What’s nice this year is that there is an easy option on FeedWordPress that I discovered that will allow me to revert all syndicated posts from forwarding to the external permalink to pointing to the post on the ds106 blog. (FeedWordPress just continues to impress me more and more with every new version—fine work Charles Johnson!)
This allows us to archive all posts locally on the ds106.us site if we needed to. This is convenient for those students who don’t archive anything. It might even be a better solution over time given the kipple that is the web and URLs more generally. The only problem with this—and it’s a big one—is that it won’t preserve any of the comments on the original posts. So, we can save all the posts ever made for ds106 to the ds106 site, but as of now we can’t also archive the comments on the ds106 site and map them to the appropriate posts. Now Martha Burtis has aggregated all the comments across all the sites through their respective RSS feeds in stuff them in a series of Simile Exhibits (January, February, March, April), which I think represents something of an archive, though the links still point back to an original post that in many instances won’t be there. I guess this pushes the need for pulling the comments into the aggregating WordPress blog as well so that little bit of the holy grail remains.
So, that is one problem, another issue is that a number of students are archiving their work on a wordpress.com blog, blogger, umwblogs, or some other free blogging service.
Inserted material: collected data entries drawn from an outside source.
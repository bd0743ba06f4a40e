use crate::error::SuiteError;
use crate::models::{LeaveRequest, LeaveStatus, LeaveType};
use async_trait::async_trait;
use chrono::NaiveDate;
use std::path::PathBuf;

use super::LeaveRepository;

/// Noktalı virgülsüz klasik CSV: başlık satırı + en az 6 alanlı satırlar.
/// Alan sırası: (kullanılmayan), çalışan adı, izin türü, başlangıç, bitiş,
/// durum. Alanlar ayracı içerebilmek için tırnaklanabilir.
pub struct CsvLeaveRepository {
    csv_path: PathBuf,
}

impl CsvLeaveRepository {
    pub fn new(csv_path: impl Into<PathBuf>) -> Self {
        Self {
            csv_path: csv_path.into(),
        }
    }
}

#[async_trait]
impl LeaveRepository for CsvLeaveRepository {
    async fn leave_requests(
        &self,
        employee_name: Option<&str>,
    ) -> Result<Vec<LeaveRequest>, SuiteError> {
        if !self.csv_path.exists() {
            return Err(SuiteError::IoError(format!(
                "CSV dosyası bulunamadı: {}",
                self.csv_path.display()
            )));
        }

        let content = std::fs::read_to_string(&self.csv_path)?;

        let mut requests = Vec::new();

        // Başlık satırını atla
        for line in content.lines().filter(|l| !l.trim().is_empty()).skip(1) {
            let columns = split_delimited(line);
            if columns.len() < 6 {
                tracing::warn!("⚠️ Eksik alanlı satır atlandı: '{}'", line);
                continue;
            }

            let record_name = columns[1].trim();
            if let Some(filter) = employee_name {
                if !record_name.contains(filter) {
                    continue;
                }
            }

            let from_date = NaiveDate::parse_from_str(columns[3].trim(), "%Y-%m-%d")?;
            let to_date = NaiveDate::parse_from_str(columns[4].trim(), "%Y-%m-%d")?;

            let request = LeaveRequest::new(
                LeaveType::from_label(columns[2].trim()),
                from_date,
                to_date,
                None,
                Some(record_name.to_string()),
            )?
            .with_status(LeaveStatus::from_label(columns[5].trim()));

            requests.push(request);
        }

        Ok(requests)
    }
}

/// Satırı virgülden böler, tırnak içindeki virgülleri korur
pub fn split_delimited(line: &str) -> Vec<String> {
    let mut fields = Vec::new();
    let mut current = String::new();
    let mut in_quotes = false;

    for ch in line.chars() {
        match ch {
            '"' => in_quotes = !in_quotes,
            ',' if !in_quotes => fields.push(std::mem::take(&mut current)),
            _ => current.push(ch),
        }
    }
    fields.push(current);

    fields
}

#[cfg(test)]
mod tests {
    use super::*;

    #[test]
    fn test_split_plain_fields() {
        let fields = split_delimited("1,Jane Doe,CAN - FMLA,2025-01-01,2025-01-03,Pending");
        assert_eq!(fields.len(), 6);
        assert_eq!(fields[1], "Jane Doe");
    }

    #[test]
    fn test_split_preserves_quoted_delimiter() {
        let fields = split_delimited(r#""Smith, John",FMLA,2025-01-01,2025-01-03,Pending"#);
        assert_eq!(fields.len(), 5);
        assert_eq!(fields[0], "Smith, John");
    }

    #[test]
    fn test_split_trailing_empty_field() {
        let fields = split_delimited("a,b,");
        assert_eq!(fields, vec!["a", "b", ""]);
    }
}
I asked them to add their archive dblog URL to their ds106 profile so I can delete their original posts and pull in the new archived blog. This is actually surprisingly easy and effective, and I did this for many of the blog from pervious semesters. The only hitch is they need to to change the Settings–>Reading option in WordPress for syndicated posts from 10 posts to something like 50 or 100 posts so I am sure to get everything pulled in.
A quick tip, if you do a course like this, be sure to impress how important it is for students to use external image hosting and video hosting, it saves them so much trouble at the end of the site when they are archiving to a new service, and more generally it is good practice if they don’t plan on hosting their own stuff and maintaining a consistent domain over time.
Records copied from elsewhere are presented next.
//! Adım 10-12: Admin onaylanan izni Leave List'te ve repository sözleşmesi
//! üzerinden doğrular. 12. adım aynı sözleşmeyi iki veri kaynağı
//! stratejisiyle (canlı UI + varsa CSV dosyası) karşılaştırır.

use super::{report_step, StepOutcome, StepReport};
use crate::config::Config;
use crate::error::SuiteError;
use crate::fixtures::{self, RoleSession};
use crate::models::{LeaveRequest, LeaveStatus};
use crate::pages::LeaveListPage;
use crate::repository::{CsvLeaveRepository, LeaveRepository, UiLeaveRepository};
use crate::state::TestDataStore;
use chrono::NaiveDate;
use std::path::Path;
use std::sync::Arc;

const STEP_10: &str = "Adım 10: Admin onaylanan izni Leave List'te görüntüler";
const STEP_11: &str = "Adım 11: Admin onaylanan izni UI repository üzerinden doğrular";
const STEP_12: &str = "Adım 12: Admin izin verisini repository sözleşmesiyle doğrular";

pub async fn run(
    config: Arc<Config>,
    store: &TestDataStore,
) -> Result<Vec<StepReport>, SuiteError> {
    let data = store.load()?;
    let Some(employee) = data.employee else {
        let reason = "Çalışan kaydı yok, önce 1. adım çalıştırılmalı";
        return Ok(vec![
            StepReport::skipped(STEP_10, reason),
            StepReport::skipped(STEP_11, reason),
            StepReport::skipped(STEP_12, reason),
        ]);
    };

    let session = fixtures::admin_session(config.clone()).await?;

    let mut reports = Vec::new();

    reports.push(
        report_step(
            STEP_10,
            "step-10",
            &session,
            &config,
            step_view_approved(&session, &config, &employee.full_name),
        )
        .await,
    );

    reports.push(
        report_step(
            STEP_11,
            "step-11",
            &session,
            &config,
            step_verify_via_repository(&session, &config, &employee.full_name),
        )
        .await,
    );

    reports.push(
        report_step(
            STEP_12,
            "step-12",
            &session,
            &config,
            step_verify_data_shape(&session, &config, &employee.full_name),
        )
        .await,
    );

    session.close().await;
    Ok(reports)
}

async fn step_view_approved(
    session: &RoleSession,
    config: &Arc<Config>,
    employee_name: &str,
) -> Result<StepOutcome, SuiteError> {
    let list = LeaveListPage::new(session.client.clone(), config.clone());

    list.search_leave(Some(employee_name), Some(LeaveStatus::Approved))
        .await?;

    let count = list.records_found_count().await?;
    if count == 0 {
        return Err(SuiteError::Verification(format!(
            "'{}' için onaylanmış izin bulunamadı",
            employee_name
        )));
    }

    tracing::info!("✓ {} onaylanmış izin talebi bulundu", count);
    Ok(StepOutcome::Passed)
}

async fn step_verify_via_repository(
    session: &RoleSession,
    config: &Arc<Config>,
    employee_name: &str,
) -> Result<StepOutcome, SuiteError> {
    let repository = UiLeaveRepository::new(session.client.clone(), config.clone());

    let requests = repository.leave_requests(Some(employee_name)).await?;
    let approved: Vec<&LeaveRequest> = requests
        .iter()
        .filter(|r| r.status() == LeaveStatus::Approved)
        .collect();

    if approved.is_empty() {
        return Err(SuiteError::Verification(
            "Repository üzerinden onaylanmış izin bulunamadı".to_string(),
        ));
    }

    let leave = approved[0];
    tracing::info!("✓ Repository: {} onaylanmış izin", approved.len());
    tracing::info!("   Tür: {}", leave.leave_type());
    tracing::info!(
        "   Aralık: {} → {}",
        leave.from_date_formatted(),
        leave.to_date_formatted()
    );
    tracing::info!("   Durum: {}", leave.status());

    Ok(StepOutcome::Passed)
}

async fn step_verify_data_shape(
    session: &RoleSession,
    config: &Arc<Config>,
    employee_name: &str,
) -> Result<StepOutcome, SuiteError> {
    let ui_repository = UiLeaveRepository::new(session.client.clone(), config.clone());
    let from_ui = ui_repository.leave_request_by_employee(employee_name).await?;

    let Some(request) = from_ui else {
        tracing::warn!("⚠ '{}' için izin kaydı bulunamadı", employee_name);
        return Ok(StepOutcome::Passed);
    };

    // Alan bütünlüğü: çalışan adı dolu, tarih formatı kanonik
    if request.employee_name().is_none() {
        return Err(SuiteError::Verification(
            "Repository kaydında çalışan adı boş".to_string(),
        ));
    }
    let reparsed = NaiveDate::parse_from_str(&request.from_date_formatted(), "%Y-%m-%d")?;
    if reparsed != request.from_date() {
        return Err(SuiteError::Verification(
            "Tarih formatı gidiş-dönüşte aynı günü vermedi".to_string(),
        ));
    }

    tracing::info!("✓ Veri yapısı doğrulandı");
    tracing::info!("   Çalışan: {}", request.employee_name().unwrap_or("-"));
    tracing::info!("   Durum: {}", request.status());

    // CSV kaynağı mevcutsa aynı sözleşmeyi dosya stratejisiyle karşılaştır
    if Path::new(&config.leave_csv_path).exists() {
        let csv_repository = CsvLeaveRepository::new(&config.leave_csv_path);
        match csv_repository.leave_request_by_employee(employee_name).await? {
            Some(from_csv) => {
                if from_csv.leave_type() != request.leave_type()
                    || from_csv.from_date() != request.from_date()
                    || from_csv.to_date() != request.to_date()
                    || from_csv.status() != request.status()
                {
                    return Err(SuiteError::Verification(
                        "CSV ve UI repository kayıtları eşdeğer değil".to_string(),
                    ));
                }
                tracing::info!("✓ CSV ve UI stratejileri eşdeğer kayıt üretti");
            }
            None => {
                tracing::warn!(
                    "⚠ CSV kaynağında '{}' için kayıt yok, karşılaştırma atlandı",
                    employee_name
                );
            }
        }
    } else {
        tracing::debug!("CSV kaynağı yok, dosya stratejisi karşılaştırması atlandı");
    }

    Ok(StepOutcome::Passed)
}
And then there is all the Twitter activity which I think we have to leave left for dead. When Twitter changed their API, and Twapper Keeper went South with the new authorization requirements we lost the archive of the #ds106 hashtag, which is a shame. I don’t even remember who started the archive and if we saved it before the API changed up. If I was smarter I would have created a ThinkUp archive for Twitter and the ds106 hashtag—can ThinkUp just archive a hashtag? Need to look into this for this Summer.
Also, the ds106 radio twitterbot was a godsend not only for following ds106 radio, but for archiving the activity in that space—which is mint. See this post for some of the stats we are trying to glean from that data. A for the actual programming on ds106radio, chances are that archive is spread out on various users machines, because most of that archive is either non existent, or a recorded stream through Nicecast. Funny enough, I am archiving a live stream of Mike Watt in concert in Sacramento from my den in Virginia as I write this posts thanks to Noise Professor‘s ability and willingness to stream it out. we are gonna have to come to grips with the ds106radio archive, right now that is all over the place, but at least some of it is archived.
What’s interesting is that thanks to justin.tv, perhaps the easiest and surest archive we have (at least for now) are the videos on ds106.tv. Everything automatically archives and is saved, and what’s more, Timmmmyboy puts another version up on YouTube—which is awesome.
So here that concludes a list of some of the issues and challenges of archiving a distributed course setup like this. i still think we are much closer to having a way at this then ever before, but the bottom line is something will be lost—and frankly that’s OK. We save what we can, and hopefully figure out how to preserve as much as we can going forward, the archive is important, but not sure it is more important then the actual experience, which is something that cannot be archived in the same way, things are always lost over time.